Hi, good morning. Thanks for taking the question. I guess, how much additional follow-up and durability data should we expect from the Carlisle trial later this year for those 50 million and 100 million cell doses? And what are you kind of looking to see to gain additional confidence in the Lumina trial? Thank you.
Yeah, thanks a lot for joining, Emily. So the Carlisle study, I did mention we had 8.8 months of follow-up for the data cut at ASH. I would assume for that, and that's the initial cohort of the 50 million cohort, I would assume we have 12 more months, between six and 12 more months, depending on when the exact data cut happens. So we're looking at somewhere in the range of one and a half years to close to, well, probably around one and a half years of follow-up for the 50 million cohort. And the 100 million cohort will probably be just under probably a year of follow-up at that point in time, and probably half a year follow-up for the adolescent patients. So that's kind of the ballpark in terms of follow-up that we expect. And in terms of the luminous study, the difference with the luminous study is that the population is slightly different. In the Carlisle study, it was SLE patients with organ involvement. Happens to be that the vast majority of these SLE patients had pretty significant kidney damage and kidney involvement. So they had a lupus nephritis component to their disease. What we're having here in the Lumina study is more precisely defined the population, and it's defined by the prior lines of treatment that the patients went through. In this case, in the Lumina case, it's a CD20 or other B-cell depleting antibodies and calcium urine inhibitors being after those two lines. And at that point in time, you actually get to the outside the approved therapeutics from a label perspective. And so it's more defined, it's more defined population. And then there's obviously a range of kidney, level of kidney damage and a requirement for the inflammatory process to be ongoing. So then this type of an approach has an ability to improve the outcome. So it's a different definition of the patient's. Obviously, very similar overall properties, but it's a different way of defining the patient population as the basis to then actually have a definable primary endpoint that would be interpretable from a pivotal perspective.
Thank you.
Thanks, Emily. Ladies and gentlemen, we've reached the conclusion of the Q&A portion of today's conference. I'd like to turn the call back to Christian for any further remarks.

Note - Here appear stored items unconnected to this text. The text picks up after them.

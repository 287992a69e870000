use axum::{extract::Path, extract::State, http::StatusCode};
use coursepay_core::entities::enrollment::DeleteEnrollment;
use uuid::Uuid;

use crate::api::extractors::AdminAuth;
use crate::state::AppState;

use super::AdminApiError;

/// `DELETE /enrollments/{user_id}/{course_id}` – revoke course access.
///
/// This is the only path that removes a paid enrollment. Payment orders
/// are left untouched for the audit trail.
pub async fn delete_enrollment(
    State(state): State<AppState>,
    _auth: AdminAuth,
    Path((user_id, course_id)): Path<(Uuid, Uuid)>,
) -> Result<StatusCode, AdminApiError> {
    let deleted = state
        .payments
        .enrollments()
        .delete_enrollment(DeleteEnrollment { user_id, course_id })
        .await
        .map_err(AdminApiError::Store)?;

    if !deleted {
        return Err(AdminApiError::NotFound);
    }

    tracing::info!(%user_id, %course_id, "Enrollment deleted by admin");
    Ok(StatusCode::NO_CONTENT)
}
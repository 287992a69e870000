use super::settle::Settlement;
use super::{PaymentError, PaymentService};
use crate::entities::PaymentOrderStatus;
use crate::entities::payment_order::{OrderLookup, PaymentOrder};
use crate::identity::Caller;
use coursepay_sdk::objects::{
    CourseSummary, VerificationStatus, VerifyPaymentRequest, VerifyPaymentResponse,
};

impl PaymentService {
    /// Answer "did my payment go through?" for the caller's own order.
    ///
    /// Business outcomes are all `Ok`; only a missing caller, a request
    /// without identifiers and store failures are errors. Orders of other
    /// users look exactly like absent ones.
    #[tracing::instrument(skip_all, err)]
    pub async fn verify(
        &self,
        caller: Option<&Caller>,
        request: VerifyPaymentRequest,
    ) -> Result<VerifyPaymentResponse, PaymentError> {
        let caller = caller.ok_or(PaymentError::Unauthorized)?;

        let external = request.order_id.filter(|id| !id.trim().is_empty());
        let lookup = match (request.payment_order_id, external) {
            (Some(id), _) => OrderLookup::Internal(id),
            (None, Some(external)) => OrderLookup::External(external),
            (None, None) => {
                return Err(PaymentError::BadRequest(
                    "orderId or paymentOrderId is required".to_owned(),
                ));
            }
        };

        let Some(order) = self.orders.order_for_user(caller.user_id, lookup).await? else {
            return Ok(VerifyPaymentResponse {
                status: VerificationStatus::NotFound,
                message: "payment order not found".to_owned(),
                course: None,
            });
        };

        let settlement = match order.status {
            PaymentOrderStatus::Success => Settlement::Paid(order),
            PaymentOrderStatus::Failed | PaymentOrderStatus::Cancelled => Settlement::Failed {
                reason: order
                    .status_description
                    .clone()
                    .unwrap_or_else(|| "payment failed".to_owned()),
                order,
            },
            PaymentOrderStatus::Pending | PaymentOrderStatus::Redirected => {
                self.settle_from_gateway(&order).await?
            }
        };
        Ok(response_for(settlement))
    }
}

fn response_for(settlement: Settlement) -> VerifyPaymentResponse {
    match settlement {
        Settlement::Paid(order) => VerifyPaymentResponse {
            status: VerificationStatus::Success,
            message: "payment confirmed".to_owned(),
            course: Some(course_summary(&order)),
        },
        Settlement::Failed { order, reason } => VerifyPaymentResponse {
            status: VerificationStatus::Failed,
            message: reason,
            course: Some(course_summary(&order)),
        },
        Settlement::Pending { reason } => VerifyPaymentResponse {
            status: VerificationStatus::Pending,
            message: reason,
            course: None,
        },
    }
}

fn course_summary(order: &PaymentOrder) -> CourseSummary {
    CourseSummary {
        id: order.course_id,
        title: order.course_title.clone(),
    }
}
//! Admin configuration.

use argon2::{Argon2, PasswordHash, PasswordVerifier};

/// Back-office credentials.
#[derive(Debug, Clone)]
pub struct AdminConfig {
    /// Argon2 PHC string of the admin secret.
    pub secret_hash: String,
}

impl AdminConfig {
    pub fn new(secret_hash: String) -> Self {
        Self { secret_hash }
    }

    /// Verify a plaintext secret against the stored hash. A malformed hash
    /// matches nothing.
    pub fn verify_secret(&self, plaintext: &str) -> bool {
        let Ok(parsed_hash) = PasswordHash::new(&self.secret_hash) else {
            return false;
        };

        Argon2::default()
            .verify_password(plaintext.as_bytes(), &parsed_hash)
            .is_ok()
    }
}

Well, first of all, thanks everybody for joining. We're looking forward to hopefully seeing or hearing from most of you on April 8th when we have the KOLs talk to us about the ALL disease setting and the opportunities. And obviously after that, it's not far out and we're going to be meeting again for the Q1. So thank you very much for joining today and wish you all a good time.
Thank you, ladies and gentlemen. So that concludes today's presentation. We thank you for your participation. You may now disconnect and have a wonderful day.